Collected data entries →
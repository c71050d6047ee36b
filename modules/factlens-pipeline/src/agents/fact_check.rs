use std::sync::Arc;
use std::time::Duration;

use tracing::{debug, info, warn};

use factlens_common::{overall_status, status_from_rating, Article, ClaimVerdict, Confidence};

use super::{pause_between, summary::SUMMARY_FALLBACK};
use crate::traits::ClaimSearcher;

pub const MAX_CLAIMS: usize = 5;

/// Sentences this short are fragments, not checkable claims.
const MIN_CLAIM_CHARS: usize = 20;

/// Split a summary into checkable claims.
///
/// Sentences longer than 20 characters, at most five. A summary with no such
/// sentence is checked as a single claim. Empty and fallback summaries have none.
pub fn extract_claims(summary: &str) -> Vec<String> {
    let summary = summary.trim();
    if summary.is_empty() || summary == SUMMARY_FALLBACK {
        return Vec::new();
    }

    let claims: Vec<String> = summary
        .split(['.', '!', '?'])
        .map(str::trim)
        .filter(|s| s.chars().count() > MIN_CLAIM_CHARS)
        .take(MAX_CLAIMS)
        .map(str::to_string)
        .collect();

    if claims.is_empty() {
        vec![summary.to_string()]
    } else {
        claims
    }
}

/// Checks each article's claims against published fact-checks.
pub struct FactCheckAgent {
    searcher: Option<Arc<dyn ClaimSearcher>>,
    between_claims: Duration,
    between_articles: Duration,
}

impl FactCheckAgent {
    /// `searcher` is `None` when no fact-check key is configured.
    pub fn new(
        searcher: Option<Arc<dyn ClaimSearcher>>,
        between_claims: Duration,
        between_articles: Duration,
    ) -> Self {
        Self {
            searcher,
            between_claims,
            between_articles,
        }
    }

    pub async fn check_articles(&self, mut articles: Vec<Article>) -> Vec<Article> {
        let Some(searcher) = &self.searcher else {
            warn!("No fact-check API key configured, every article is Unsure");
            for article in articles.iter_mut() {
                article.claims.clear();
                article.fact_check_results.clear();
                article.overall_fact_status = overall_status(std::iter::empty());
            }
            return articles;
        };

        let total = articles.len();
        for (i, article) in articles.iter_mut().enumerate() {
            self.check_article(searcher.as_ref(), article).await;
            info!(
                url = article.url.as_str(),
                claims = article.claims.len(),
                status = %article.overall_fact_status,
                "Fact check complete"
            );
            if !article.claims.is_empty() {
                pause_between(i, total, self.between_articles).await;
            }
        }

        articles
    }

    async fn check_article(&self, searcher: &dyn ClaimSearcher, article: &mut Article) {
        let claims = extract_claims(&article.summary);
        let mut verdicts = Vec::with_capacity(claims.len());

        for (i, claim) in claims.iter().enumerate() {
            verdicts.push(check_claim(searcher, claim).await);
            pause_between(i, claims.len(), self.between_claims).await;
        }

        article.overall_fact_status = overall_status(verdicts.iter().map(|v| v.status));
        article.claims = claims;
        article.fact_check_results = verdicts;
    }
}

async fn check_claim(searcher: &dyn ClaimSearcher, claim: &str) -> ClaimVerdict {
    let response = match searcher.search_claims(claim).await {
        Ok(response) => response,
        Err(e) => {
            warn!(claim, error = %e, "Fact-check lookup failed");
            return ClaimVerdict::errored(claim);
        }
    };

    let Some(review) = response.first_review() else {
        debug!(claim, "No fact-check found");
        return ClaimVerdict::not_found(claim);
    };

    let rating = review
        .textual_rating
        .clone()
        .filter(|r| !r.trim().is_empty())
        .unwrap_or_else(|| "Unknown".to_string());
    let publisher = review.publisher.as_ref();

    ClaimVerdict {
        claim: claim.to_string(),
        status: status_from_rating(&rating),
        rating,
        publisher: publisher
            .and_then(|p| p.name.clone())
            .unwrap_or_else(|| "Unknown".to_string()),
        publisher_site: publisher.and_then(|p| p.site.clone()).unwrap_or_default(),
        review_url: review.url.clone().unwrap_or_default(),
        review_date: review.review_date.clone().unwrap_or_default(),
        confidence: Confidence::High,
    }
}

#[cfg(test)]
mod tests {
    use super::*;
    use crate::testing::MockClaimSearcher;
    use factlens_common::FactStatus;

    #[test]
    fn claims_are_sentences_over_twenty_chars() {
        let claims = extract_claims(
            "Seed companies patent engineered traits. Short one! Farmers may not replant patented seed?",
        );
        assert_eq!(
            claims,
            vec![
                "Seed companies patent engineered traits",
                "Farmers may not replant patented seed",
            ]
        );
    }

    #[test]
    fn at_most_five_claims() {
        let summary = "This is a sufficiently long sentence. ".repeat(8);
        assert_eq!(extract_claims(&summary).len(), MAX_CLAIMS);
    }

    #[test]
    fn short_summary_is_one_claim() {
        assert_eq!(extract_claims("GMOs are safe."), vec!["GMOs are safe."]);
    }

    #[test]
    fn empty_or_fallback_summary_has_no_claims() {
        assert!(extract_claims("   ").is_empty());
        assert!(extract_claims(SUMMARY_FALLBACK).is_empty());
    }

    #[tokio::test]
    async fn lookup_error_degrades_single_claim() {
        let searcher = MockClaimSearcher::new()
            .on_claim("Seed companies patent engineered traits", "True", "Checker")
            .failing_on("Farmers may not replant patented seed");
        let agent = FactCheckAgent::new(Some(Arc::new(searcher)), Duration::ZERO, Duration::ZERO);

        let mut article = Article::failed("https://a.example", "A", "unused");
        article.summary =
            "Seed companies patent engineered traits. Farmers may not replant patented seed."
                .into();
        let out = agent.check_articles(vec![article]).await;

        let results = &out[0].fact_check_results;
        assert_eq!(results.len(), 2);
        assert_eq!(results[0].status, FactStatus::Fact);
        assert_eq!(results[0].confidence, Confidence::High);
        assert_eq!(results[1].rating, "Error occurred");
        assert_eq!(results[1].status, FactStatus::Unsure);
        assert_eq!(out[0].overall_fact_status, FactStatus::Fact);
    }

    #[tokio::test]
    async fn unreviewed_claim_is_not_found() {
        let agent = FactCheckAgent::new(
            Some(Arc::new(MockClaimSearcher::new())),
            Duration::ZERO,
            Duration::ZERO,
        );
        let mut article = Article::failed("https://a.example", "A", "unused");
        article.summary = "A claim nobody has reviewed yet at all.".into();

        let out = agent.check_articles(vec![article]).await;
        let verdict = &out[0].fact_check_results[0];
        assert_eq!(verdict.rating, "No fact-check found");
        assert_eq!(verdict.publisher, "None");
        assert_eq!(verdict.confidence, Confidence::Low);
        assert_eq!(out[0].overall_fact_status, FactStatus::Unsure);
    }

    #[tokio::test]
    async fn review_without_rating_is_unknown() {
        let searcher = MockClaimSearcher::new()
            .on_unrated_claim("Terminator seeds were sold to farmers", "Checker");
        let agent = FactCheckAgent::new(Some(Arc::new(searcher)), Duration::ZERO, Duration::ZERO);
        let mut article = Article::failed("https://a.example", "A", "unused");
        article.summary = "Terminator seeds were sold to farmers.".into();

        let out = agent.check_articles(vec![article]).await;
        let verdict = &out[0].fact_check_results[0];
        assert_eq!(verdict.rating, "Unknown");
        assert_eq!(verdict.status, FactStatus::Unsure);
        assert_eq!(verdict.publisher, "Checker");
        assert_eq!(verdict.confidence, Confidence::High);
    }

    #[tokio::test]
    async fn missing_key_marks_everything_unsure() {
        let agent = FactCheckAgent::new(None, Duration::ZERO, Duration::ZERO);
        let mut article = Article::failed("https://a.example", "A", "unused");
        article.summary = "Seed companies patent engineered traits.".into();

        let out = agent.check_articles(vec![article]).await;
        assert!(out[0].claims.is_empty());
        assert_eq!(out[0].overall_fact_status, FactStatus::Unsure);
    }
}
* * *
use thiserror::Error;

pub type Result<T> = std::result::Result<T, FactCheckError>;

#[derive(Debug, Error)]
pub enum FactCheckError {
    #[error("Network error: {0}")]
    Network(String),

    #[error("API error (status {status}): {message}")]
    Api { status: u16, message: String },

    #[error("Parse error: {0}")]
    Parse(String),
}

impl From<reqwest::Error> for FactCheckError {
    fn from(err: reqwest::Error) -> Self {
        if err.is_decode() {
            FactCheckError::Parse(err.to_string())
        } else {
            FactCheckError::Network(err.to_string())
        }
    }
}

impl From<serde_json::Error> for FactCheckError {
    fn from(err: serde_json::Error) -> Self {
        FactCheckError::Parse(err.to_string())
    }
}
--
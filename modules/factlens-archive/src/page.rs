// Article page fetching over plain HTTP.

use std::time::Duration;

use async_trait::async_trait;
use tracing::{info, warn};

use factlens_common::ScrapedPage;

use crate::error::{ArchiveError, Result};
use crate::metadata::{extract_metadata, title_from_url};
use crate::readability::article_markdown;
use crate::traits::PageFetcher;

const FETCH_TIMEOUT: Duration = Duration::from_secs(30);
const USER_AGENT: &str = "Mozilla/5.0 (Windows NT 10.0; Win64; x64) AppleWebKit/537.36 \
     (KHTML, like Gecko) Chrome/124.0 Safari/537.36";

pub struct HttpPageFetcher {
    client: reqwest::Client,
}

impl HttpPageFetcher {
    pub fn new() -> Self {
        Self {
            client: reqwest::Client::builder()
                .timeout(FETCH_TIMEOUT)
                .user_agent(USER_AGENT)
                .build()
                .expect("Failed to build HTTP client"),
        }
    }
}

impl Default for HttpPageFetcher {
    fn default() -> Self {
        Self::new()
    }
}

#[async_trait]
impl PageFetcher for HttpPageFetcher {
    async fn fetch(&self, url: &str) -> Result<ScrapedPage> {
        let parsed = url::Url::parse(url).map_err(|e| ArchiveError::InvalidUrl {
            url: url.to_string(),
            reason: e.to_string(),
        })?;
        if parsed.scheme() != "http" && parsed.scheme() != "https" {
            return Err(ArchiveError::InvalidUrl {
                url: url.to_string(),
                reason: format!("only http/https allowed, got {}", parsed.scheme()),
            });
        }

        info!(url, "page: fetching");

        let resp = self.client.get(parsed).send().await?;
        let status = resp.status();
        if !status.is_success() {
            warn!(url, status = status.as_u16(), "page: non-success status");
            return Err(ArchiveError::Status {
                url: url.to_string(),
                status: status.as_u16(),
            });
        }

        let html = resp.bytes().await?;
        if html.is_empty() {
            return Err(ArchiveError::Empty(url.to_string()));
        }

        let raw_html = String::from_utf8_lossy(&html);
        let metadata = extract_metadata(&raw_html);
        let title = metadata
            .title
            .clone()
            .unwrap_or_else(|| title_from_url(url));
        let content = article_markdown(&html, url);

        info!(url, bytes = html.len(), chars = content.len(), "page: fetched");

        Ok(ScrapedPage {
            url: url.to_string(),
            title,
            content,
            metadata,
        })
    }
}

What you are asked to do → Copy out only the lines above from the one with "repository c71050d6047ee36b" to the one with "let summary = summary.trim();", inclusive, exactly as they stand.

Solution to this exercise →
repository c71050d6047ee36b
filename modules/factlens-pipeline/src/agents/fact_check.rs
use std::sync::Arc;
use std::time::Duration;

use tracing::{debug, info, warn};

use factlens_common::{overall_status, status_from_rating, Article, ClaimVerdict, Confidence};

use super::{pause_between, summary::SUMMARY_FALLBACK};
use crate::traits::ClaimSearcher;

pub const MAX_CLAIMS: usize = 5;

/// Sentences this short are fragments, not checkable claims.
const MIN_CLAIM_CHARS: usize = 20;

/// Split a summary into checkable claims.
///
/// Sentences longer than 20 characters, at most five. A summary with no such
/// sentence is checked as a single claim. Empty and fallback summaries have none.
pub fn extract_claims(summary: &str) -> Vec<String> {
    let summary = summary.trim();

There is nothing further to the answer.